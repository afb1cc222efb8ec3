//! Where the OpenID provider sends the visitor back to

use std::collections::HashMap;

use axum::{extract::Query, response::Response, Extension};
use tracing::{debug, info, instrument, warn};

use crate::{
    error_handling::ApiError,
    openid::{return_to, same_identifier},
    responses::{redirect, redirect_with_notice},
    session::Session,
    SharedState,
};

/// Checks the provider's answer and continues the pending verification
///
/// The answer has to vouch for the identifier the verification was started
/// with. On success the verified URL waits in the session until the success
/// target (usually `update_openid`) saves it.
#[instrument(skip_all)]
pub(crate) async fn complete(
    Extension(app): Extension<SharedState>,
    session: Session,
    Query(params): Query<HashMap<String, String>>,
) -> Result<Response, ApiError> {
    let Some(pending) = session.update(|state| state.pending_openid.take()).await else {
        debug!("No verification pending");
        return Ok(redirect(
            &app.config.app.discussions_path,
            "OpenID verification failed!",
        ));
    };

    let claimed_id = &pending.provider.claimed_id;
    let verified = app
        .openid
        .complete(&pending.provider, &return_to(&app.config.app.base_url)?, &params)
        .await?;

    match verified {
        Some(openid_url) if same_identifier(&openid_url, claimed_id) => {
            info!(%openid_url, "OpenID URL verified by provider");
            let openid_url = claimed_id.to_string();
            session
                .update(|state| state.authenticated_openid_url = Some(openid_url))
                .await;
            Ok(redirect_with_notice(&pending.success, None))
        }
        Some(openid_url) => {
            warn!(%openid_url, %claimed_id, "Provider vouched for another identifier");
            Ok(redirect(&pending.fail, "OpenID verification failed!"))
        }
        None => {
            debug!(%claimed_id, "Provider did not confirm");
            Ok(redirect(&pending.fail, "OpenID verification failed!"))
        }
    }
}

_____

The lines to return are those in the entries above that hold "warn".

use tracing::{debug, info, instrument, warn};
            warn!(%openid_url, %claimed_id, "Provider vouched for another identifier");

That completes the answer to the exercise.